IN BILICO SUL TONDO: VI DONO DUE TALISMAN





Ci sono giorni in cui non dormo e penso a te...

A te, mondo. A te, civiltà. A te che ti fai padrone dei miei pregi e difetti, virtù e vizi. Ci sono giorni in cui il cuore si riempie di domande, i pensieri corrono come onde impetuose, e io mi sento come un granello di sabbia nel tuo vasto deserto. Giorni in cui il corpo è calmo, ma l'anima è stanca.

Ti guardo, mondo, e vedo il tuo splendore e la tua follia. Sei capace di grandi creazioni, ma anche di distruzioni insensate. Mi chiedo come abbiamo potuto arrivare fin qui, con una tale abbondanza di bellezza e una tale miseria di spirito.

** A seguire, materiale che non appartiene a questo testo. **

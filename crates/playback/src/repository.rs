//! Playback repository
//!
//! Narrow facade over the session controller exposing exactly what the view
//! model drives. It validates the book before a session starts and keeps no
//! state of its own.

use futures::stream::{self, BoxStream, StreamExt};
use keypoint_config::PlayerConfig;
use keypoint_core::{Book, PlaybackError, PlaybackStatus, Result, SessionState};
use media_engine::{EngineError, PlayerFactory, SessionController};
use std::sync::Arc;
use tokio::sync::watch;

const LOG_TARGET: &str = "keypoint::repository";

/// Operations the playback view model needs from the player side
pub trait PlaybackRepository: Send + Sync {
    /// Starts playing `book` from the key point at `position`
    ///
    /// Fails with [`PlaybackError::InvalidArgument`] when the book has no key
    /// points, and with [`PlaybackError::PlayerError`] when no player can be
    /// reached. An unknown `position` falls back to the first key point.
    fn init_playing(&self, book: &Book, position: u32)
        -> Result<BoxStream<'static, PlaybackStatus>>;

    fn play(&self);

    fn pause(&self);

    /// Session state, starting with the current one
    fn playing_state(&self) -> BoxStream<'static, SessionState>;

    fn change_speed(&self, speed: f32);

    fn previous_track(&self);

    fn next_track(&self);

    fn seek_track(&self, position_ms: u64);

    /// Ends the session and releases the player
    fn cancel_playing(&self);
}

/// [`PlaybackRepository`] backed by a [`SessionController`]
pub struct BookPlaybackRepository {
    controller: SessionController,
}

impl BookPlaybackRepository {
    pub fn new(controller: SessionController) -> Self {
        Self { controller }
    }

    /// Builds the controller from a player factory and the player settings
    pub fn with_factory(factory: Arc<dyn PlayerFactory>, config: &PlayerConfig) -> Self {
        Self::new(SessionController::with_poll_interval(
            factory,
            config.position_poll_interval(),
        ))
    }
}

impl PlaybackRepository for BookPlaybackRepository {
    fn init_playing(
        &self,
        book: &Book,
        position: u32,
    ) -> Result<BoxStream<'static, PlaybackStatus>> {
        log::debug!(
            target: LOG_TARGET,
            "Book for playing: {} \"{}\" ({} key points)",
            book.id,
            book.title,
            book.total_key_points()
        );

        let first = book
            .first_key_point()
            .ok_or(PlaybackError::InvalidArgument { book_id: book.id })?;

        let position = if book.key_point_at_position(position).is_some() {
            position
        } else {
            let error = PlaybackError::InvalidPosition {
                book_id: book.id,
                requested: position,
            };
            log::error!(
                target: LOG_TARGET,
                "{} ({}: first key point)",
                error,
                error.recovery_action()
            );
            first.position
        };

        let statuses = self
            .controller
            .init_session(book, position)
            .map_err(session_error)?;
        Ok(statuses.boxed())
    }

    fn play(&self) {
        self.controller.play();
    }

    fn pause(&self) {
        self.controller.pause();
    }

    fn playing_state(&self) -> BoxStream<'static, SessionState> {
        watch_stream(self.controller.state_stream())
    }

    fn change_speed(&self, speed: f32) {
        self.controller.change_speed(speed);
    }

    fn previous_track(&self) {
        self.controller.previous_track();
    }

    fn next_track(&self) {
        self.controller.next_track();
    }

    fn seek_track(&self, position_ms: u64) {
        self.controller.seek_track(position_ms);
    }

    fn cancel_playing(&self) {
        self.controller.remove_session();
    }
}

/// A player that cannot be reached is a player failure; anything else is an engine fault
fn session_error(error: EngineError) -> PlaybackError {
    match error {
        EngineError::PlayerUnavailable(message) | EngineError::NotConnected(message) => {
            PlaybackError::PlayerError { message }
        }
        other => PlaybackError::engine(other),
    }
}

/// Yields the current value, then every change, until the sender is gone
fn watch_stream<T>(receiver: watch::Receiver<T>) -> BoxStream<'static, T>
where
    T: Clone + Send + Sync + 'static,
{
    stream::unfold((receiver, true), |(mut receiver, first)| async move {
        if !first {
            receiver.changed().await.ok()?;
        }
        let value = receiver.borrow_and_update().clone();
        Some((value, (receiver, false)))
    })
    .boxed()
}

#[cfg(test)]
mod tests {
    use super::*;
    use keypoint_core::{sample_book, BookId, CoverRef};
    use media_engine::{PlayerCommand, SimulatedPlayerFactory};
    use std::time::Duration;

    fn repository() -> (Arc<SimulatedPlayerFactory>, BookPlaybackRepository) {
        let factory = Arc::new(SimulatedPlayerFactory::new(Duration::from_secs(60)));
        let repository = BookPlaybackRepository::with_factory(factory.clone(), &PlayerConfig::default());
        (factory, repository)
    }

    #[tokio::test(start_paused = true)]
    async fn test_empty_book_is_invalid_argument() {
        let (factory, repository) = repository();
        let empty = Book::new(BookId::new(3), "Nothing", CoverRef::new("raw/none"), Vec::new());

        let result = repository.init_playing(&empty, 0);
        assert!(matches!(
            result,
            Err(PlaybackError::InvalidArgument { book_id }) if book_id == BookId::new(3)
        ));
        assert_eq!(factory.connections(), 0);
    }

    #[tokio::test(start_paused = true)]
    async fn test_unknown_position_starts_first_key_point() {
        let (factory, repository) = repository();
        let _statuses = repository.init_playing(&sample_book(), 17).unwrap();

        let player = factory.last_player().unwrap();
        assert!(player.commands().contains(&PlayerCommand::SetMediaItems {
            count: 5,
            start_index: 0
        }));
    }

    #[tokio::test(start_paused = true)]
    async fn test_unavailable_player_is_player_error() {
        let factory = Arc::new(SimulatedPlayerFactory::unavailable());
        let repository = BookPlaybackRepository::with_factory(factory, &PlayerConfig::default());

        let error = repository.init_playing(&sample_book(), 0).err().unwrap();
        assert!(matches!(error, PlaybackError::PlayerError { .. }));
        assert!(error.is_user_visible());
    }

    #[test]
    fn test_invalid_input_stays_engine_error() {
        let error = session_error(EngineError::InvalidInput("no key points".to_string()));
        assert!(matches!(error, PlaybackError::Engine { .. }));
        assert!(!error.is_user_visible());
    }

    #[tokio::test(start_paused = true)]
    async fn test_playing_state_starts_with_current_value() {
        let (_factory, repository) = repository();
        let _statuses = repository.init_playing(&sample_book(), 0).unwrap();

        let mut states = repository.playing_state();
        assert_eq!(states.next().await, Some(SessionState::Playing));

        repository.pause();
        assert_eq!(states.next().await, Some(SessionState::Paused));
    }

    #[tokio::test(start_paused = true)]
    async fn test_cancel_playing_releases_player() {
        let (factory, repository) = repository();
        let mut statuses = repository.init_playing(&sample_book(), 0).unwrap();

        repository.cancel_playing();

        assert!(factory.last_player().unwrap().is_released());
        assert!(statuses.next().await.is_none());
    }

    #[tokio::test(start_paused = true)]
    async fn test_commands_reach_player() {
        let (factory, repository) = repository();
        let _statuses = repository.init_playing(&sample_book(), 0).unwrap();

        repository.change_speed(1.2);
        repository.next_track();
        repository.previous_track();
        repository.seek_track(3_000);

        let commands = factory.last_player().unwrap().commands();
        assert!(commands.ends_with(&[
            PlayerCommand::SetPlaybackSpeed(1.2),
            PlayerCommand::SeekToNext,
            PlayerCommand::SeekToPrevious,
            PlayerCommand::SeekTo(3_000),
        ]));
    }
}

Non è facile accettare questa dicotomia. Ci sono momenti in cui la sensazione di vertigine è così forte che mi fermo. Come se il terreno sotto i miei piedi non fosse stabile, come se tutto potesse crollare in un attimo. Eppure, so che è solo un'illusione. O forse è una verità che il mio cuore non vuole accettare.

In questi momenti, mi chiedo: come posso crescere? Come posso navigare questo mare tempestoso senza perdere me stessa? La risposta non è mai semplice. Ma forse si trova nell'accettare che siamo tutti parte di un gioco più grande, un gioco che non possiamo controllare del tutto.

La crescita personale non è solo una serie di obiettivi raggiunti o difetti superati. È imparare a danzare con il caos, a trovare l'armonia anche quando tutto sembra dissonante. È ricordare che, anche nei momenti di stanchezza e confusione, siamo parte di qualcosa di meraviglioso e complesso.

Allora, anche se ci sono giorni in cui non dormo e penso a te, mondo, capisco che il mio ruolo non è cercare di risolvere tutto. Il mio compito è restare fedele a ciò che sono, contribuire con il mio piccolo raggio di luce e continuare a crescere, un passo alla volta.

E tu, lettore, che fai nei giorni in cui ti sembra che il mondo ti traballi sotto i piedi? Ti fermi? Ti ascolti? Hai il coraggio di trasformare il caos in una melodia che racconta chi sei veramente?

Crescere non significa eliminare la vertigine. Crescere è accettare il disordine come parte della creazione, è imparare a reggere il peso dei giudizi senza lasciarsi schiacciare, è restare fedeli a se stessi anche quando il mondo cerca di cambiarci.

Per aiutarti in questo cammino, ti lascio due "talismani", due pratiche che possono guidarti nei momenti di incertezza:

1. Meditazione del Respiro Consapevole

Trova un posto tranquillo dove puoi sederti comodamente. Chiudi gli occhi e porta l'attenzione al tuo respiro. Inspira profondamente contando fino a quattro, trattieni l'aria per due secondi, quindi espira lentamente contando fino a sei.

Mentre respiri, immagina che ogni giudizio o pensiero negativo che hai sentito da altri scivoli via con ogni espirazione. Lascia che il ritmo del tuo respiro diventi il tuo centro, una base stabile su cui appoggiarti. Concediti cinque minuti di questa pratica per ritrovare la calma interiore.

2. Meditazione dell'Accettazione

Seduto o sdraiato in un luogo confortevole, chiudi gli occhi e porta alla mente i commenti o i giudizi che ti disturbano ("Non mi piace che tu balli", "Non dovresti fumare o mangiare troppo").

Immagina queste parole come nuvole nel cielo: osservale senza giudicarle, lasciale passare e dissolversi. Ripeti a te stesso: "Sono padrone delle mie scelte. Accetto me stesso così come sono." Continua finché non senti un senso di leggerezza, come se quelle nuvole non potessero più oscurare il tuo sole interiore.

Ricorda: il controllo sull'altro inizia con il controllo su noi stessi. Lascia che questi momenti di meditazione ti aiutino a ritrovare il tuo centro e la tua forza. Il mondo è in bilico, proprio come noi, ma dentro di te c'è un equilibrio che puoi sempre ritrovare.

In bilico, ma mai soli

Crescere è un cammino condiviso, fatto di passi incerti e scoperte luminose. Anche nei momenti di caos, ricorda che porti con te questi talismani: la calma del respiro e l'accettazione di ciò che sei. E così, un giorno alla volta, trasformerai il disordine in una danza e la vertigine in un volo.